On the bright side, though, the inauguration of a new BBQ grill is truly one of the finest pleasures known to humankind, so that compensates to a significant degree for the skinned knuckles and sore backs.
Hope your new mailbox brings you nothing but happy news, many wonderful ARCs, and whopping great royalty checks
Was the old one murdered by a snowplow? Leading cause of mailbox death following The Winter That Would Not End.
Depends on the mailbox. You can build a bombproof one to designed to survive the cars full of kids wielding bats around Halloween, or you can build one designed to be disposable and easiy replaced.
I went for the bulletproof. Bought a “rubber” one with a picture of a Cat D-9 driving ove it on the cardboard box it came in, mounted it on a 4X4 concreted it well below the frostline, and put some large-diameter steel rod a foot or so on either side also firmly concreted into the ground to defeat the pranksters. It lasted for over 15 years, and was still going strong when I moved.
I felt really sorry for one of my neighbors who obviously had moved out to the country for the first time when I saw him proudly installing a fany cedar mailbox that I’d seen in the local big-box store for over $100. Sure enough, a couple of days later he had a nice pile of cedar kindling fire-starter.
qmail or postfix?
After our third one was destroyed by teens with baseball bats (along with half the others on the block), my neighbor and I went in together and got large, monolithic, brick & mortar pillars (very nice looking) with mailboxes embedded in them.

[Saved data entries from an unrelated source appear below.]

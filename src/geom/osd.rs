//! Evaluation data for dicing patches, derived from a mesh's patch topology.

use crate::core;
use crate::geom::mesh::{Mesh, SubdivisionType};
use crate::geom::prim::Patch;

use std::collections::HashMap;

/// Evaluates a patch surface at a point of its parameter space.
pub trait PatchEvaluator {
    /// Returns the position and unit normal at `uv` on patch `patch`.
    fn eval(&self, patch: usize, uv: core::Vec2) -> (core::Vec, core::Vec);
}

/// Cached dicing acceleration data for one mesh.
///
/// For linear subdivision the control points are used as-is. For Catmull-Clark each control
/// point is replaced by an approximation of its limit position: interior vertices use the
/// quad limit mask `(n^2 V + 4 sum(E) + sum(F)) / (n (n + 5))`, boundary vertices use the
/// cubic B-spline boundary rule and corner vertices stay fixed. Patches are then evaluated
/// bilinearly (quads) or barycentrically (triangles) over those points.
#[derive(Clone, Debug)]
pub struct OsdData {
    pub topology_version: u64,
    points: Vec<core::Vec>,
    patches: Vec<Patch>,
}

impl OsdData {
    pub fn build(mesh: &Mesh) -> OsdData {
        let points = match mesh.subdivision_type {
            SubdivisionType::CatmullClark => limit_points(&mesh.verts, &mesh.patches),
            _ => mesh.verts.clone()
        };
        OsdData {
            topology_version: mesh.topology_version(),
            points: points,
            patches: mesh.patches.clone()
        }
    }

    pub fn points(&self) -> &[core::Vec] {
        &self.points
    }

    fn corner(&self, patch: &Patch, i: usize) -> core::Vec {
        self.points[patch.v[i] as usize]
    }
}

impl PatchEvaluator for OsdData {
    fn eval(&self, patch: usize, uv: core::Vec2) -> (core::Vec, core::Vec) {
        let p = &self.patches[patch];
        let (u, v) = (uv.x, uv.y);
        let p0 = self.corner(p, 0);
        let p1 = self.corner(p, 1);
        let p2 = self.corner(p, 2);
        if p.is_quad() {
            let p3 = self.corner(p, 3);
            let position = p0.lerp(&p1, u).lerp(&p3.lerp(&p2, u), v);
            let du = (p1 - p0).lerp(&(p2 - p3), v);
            let dv = (p3 - p0).lerp(&(p2 - p1), u);
            let mut normal = du.cross(&dv).normalized();
            if normal.is_exactly_zero() {
                // Degenerate corner; fall back to the diagonal normal.
                normal = (p2 - p0).cross(&(p3 - p1)).normalized();
            }
            (position, normal)
        }
        else {
            let position = p0 * (1.0 - u - v) + p1 * u + p2 * v;
            let normal = (p1 - p0).cross(&(p2 - p0)).normalized();
            (position, normal)
        }
    }
}

fn limit_points(verts: &[core::Vec], patches: &[Patch]) -> Vec<core::Vec> {
    let n = verts.len();
    let mut neighbors: Vec<Vec<usize>> = vec![vec![]; n];
    let mut diagonals: Vec<Vec<core::Vec>> = vec![vec![]; n];
    let mut faces = vec![0usize; n];
    let mut edge_use: HashMap<(usize, usize), usize> = HashMap::new();

    for patch in patches {
        let corners: Vec<usize> = patch.corners().iter().map(|&c| c as usize).collect();
        let k = corners.len();
        for i in 0..k {
            let a = corners[i];
            let b = corners[(i + 1) % k];
            let key = (a.min(b), a.max(b));
            *edge_use.entry(key).or_insert(0) += 1;
            if !neighbors[a].contains(&b) {
                neighbors[a].push(b);
            }
            if !neighbors[b].contains(&a) {
                neighbors[b].push(a);
            }
            faces[a] += 1;

            // Face contribution: the opposite corner of a quad, the face centroid otherwise.
            let opposite = if k == 4 {
                verts[corners[(i + 2) % 4]]
            }
            else {
                corners.iter().fold(core::Vec::zero(), |acc, &c| acc + verts[c]) / k as f32
            };
            diagonals[a].push(opposite);
        }
    }

    let mut boundary_neighbors: Vec<Vec<usize>> = vec![vec![]; n];
    for (&(a, b), &count) in &edge_use {
        if count == 1 {
            boundary_neighbors[a].push(b);
            boundary_neighbors[b].push(a);
        }
    }

    (0..n).map(|i| {
        let v = verts[i];
        if faces[i] == 0 {
            return v;
        }
        let boundary = &boundary_neighbors[i];
        if !boundary.is_empty() {
            if faces[i] > 1 && boundary.len() == 2 {
                return (verts[boundary[0]] + v * 4.0 + verts[boundary[1]]) / 6.0;
            }
            return v;
        }
        let valence = neighbors[i].len() as f32;
        let edge_sum = neighbors[i].iter().fold(core::Vec::zero(), |acc, &e| acc + verts[e]);
        let face_sum = diagonals[i].iter().fold(core::Vec::zero(), |acc, f| acc + *f);
        (v * (valence * valence) + edge_sum * 4.0 + face_sum) / (valence * (valence + 5.0))
    }).collect()
}

#[cfg(test)]
mod tests {
    use super::*;
    use crate::geom::prim::NO_VERTEX;
    use approx::assert_relative_eq;

    fn grid_mesh(subdivision: SubdivisionType) -> Mesh {
        // 3x3 quads over a 4x4 vertex grid in the XY plane; vertex 5 is interior.
        let mut mesh = Mesh::new("grid");
        mesh.subdivision_type = subdivision;
        mesh.reserve(16, 0, 0, 0, 9);
        for j in 0..4 {
            for i in 0..4 {
                mesh.verts[j * 4 + i] = core::Vec::new(i as f32, j as f32, 0.0);
            }
        }
        mesh.verts[5].z = 1.0;
        for j in 0..3 {
            for i in 0..3 {
                let v0 = (j * 4 + i) as i32;
                mesh.set_patch(j * 3 + i, v0, v0 + 1, v0 + 5, v0 + 4, 0, true).unwrap();
            }
        }
        mesh
    }

    #[test]
    fn linear_points_are_control_points() {
        let mesh = grid_mesh(SubdivisionType::Linear);
        let osd = OsdData::build(&mesh);
        assert_eq!(osd.points(), &mesh.verts[..]);
    }

    #[test]
    fn catmull_clark_pulls_interior_spike_down_and_keeps_corners() {
        let mesh = grid_mesh(SubdivisionType::CatmullClark);
        let osd = OsdData::build(&mesh);
        assert!(osd.points()[5].z < 1.0);
        assert!(osd.points()[5].z > 0.0);
        assert_eq!(osd.points()[0], mesh.verts[0]);
    }

    #[test]
    fn quad_eval_hits_corners() {
        let mesh = grid_mesh(SubdivisionType::Linear);
        let osd = OsdData::build(&mesh);
        let (p, _) = osd.eval(0, core::Vec2::new(1.0, 1.0));
        assert_eq!(p, mesh.verts[5]);
    }

    #[test]
    fn triangle_eval_is_barycentric() {
        let mut mesh = Mesh::new("tri");
        mesh.reserve(3, 0, 0, 0, 1);
        mesh.verts[1] = core::Vec::new(1.0, 0.0, 0.0);
        mesh.verts[2] = core::Vec::new(0.0, 1.0, 0.0);
        mesh.set_patch(0, 0, 1, 2, NO_VERTEX, 0, false).unwrap();
        let osd = OsdData::build(&mesh);
        let (p, n) = osd.eval(0, core::Vec2::new(0.25, 0.5));
        assert_relative_eq!(p.x, 0.25);
        assert_relative_eq!(p.y, 0.5);
        assert_relative_eq!(n.z, 1.0);
    }
}
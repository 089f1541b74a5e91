use crate::geom::bvh::Bvh;
use crate::geom::mesh::{Mesh, MeshId};
use crate::geom::osd::OsdData;

use std::collections::HashMap;

/// Derived per-mesh artifacts, keyed by mesh id and owned outside the meshes themselves.
///
/// Dicing data is tagged with the topology version it was built from and rebuilt on demand
/// when the mesh's patches change.
#[derive(Debug, Default)]
pub struct GeometryCache {
    osd: HashMap<MeshId, OsdData>,
    bvh: HashMap<MeshId, Bvh>,
}

impl GeometryCache {
    pub fn new() -> GeometryCache {
        GeometryCache::default()
    }

    /// Returns dicing data for the mesh, building it if missing or stale.
    pub fn osd_data(&mut self, id: MeshId, mesh: &Mesh) -> &OsdData {
        let version = mesh.topology_version();
        let stale = match self.osd.get(&id) {
            Some(osd) => osd.topology_version != version,
            None => true
        };
        if stale {
            self.osd.insert(id, OsdData::build(mesh));
        }
        &self.osd[&id]
    }

    pub fn has_osd_data(&self, id: MeshId) -> bool {
        self.osd.contains_key(&id)
    }

    pub fn free_osd_data(&mut self, id: MeshId) {
        self.osd.remove(&id);
    }

    pub fn bvh(&self, id: MeshId) -> Option<&Bvh> {
        self.bvh.get(&id)
    }

    /// Removes the mesh's BVH so it can be rebuilt outside the cache.
    pub fn take_bvh(&mut self, id: MeshId) -> Option<Bvh> {
        self.bvh.remove(&id)
    }

    pub fn insert_bvh(&mut self, id: MeshId, bvh: Bvh) {
        self.bvh.insert(id, bvh);
    }

    /// Drops everything derived from the mesh.
    pub fn invalidate(&mut self, id: MeshId) {
        self.osd.remove(&id);
        self.bvh.remove(&id);
    }

    /// Drops dicing data only; BVHs survive across passes.
    pub fn clear_osd(&mut self) {
        self.osd.clear();
    }

    pub fn clear(&mut self) {
        self.osd.clear();
        self.bvh.clear();
    }
}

Never had a problem since. And they’re a great place to stand to be able to see over the neighbor’s houses at the approaching wildfires!
EVERYTHING is harder than you think. Oh, sure, it looks all simple and easy on the outside, but that’s because the manufacturers work hard to make it *LOOK* that way.
Then! You pull the cover away, or pull the thing out of the box, or whatever – and you’re faced with the hailstorm of Tab A and Corkscrew L and Mismatched-and-Badly-Cut-Slot Q2X that takes the rest of the week to slog through.
My condolences, sir.
Yep. When I installed mine, I couldn’t believe how many trips I had to make back to my house to get yet another tool I didn’t foresee needing.
This is not what I needed to know. We are looking at replacing ours, post and all, before the packing tape holding the whole thing together fails.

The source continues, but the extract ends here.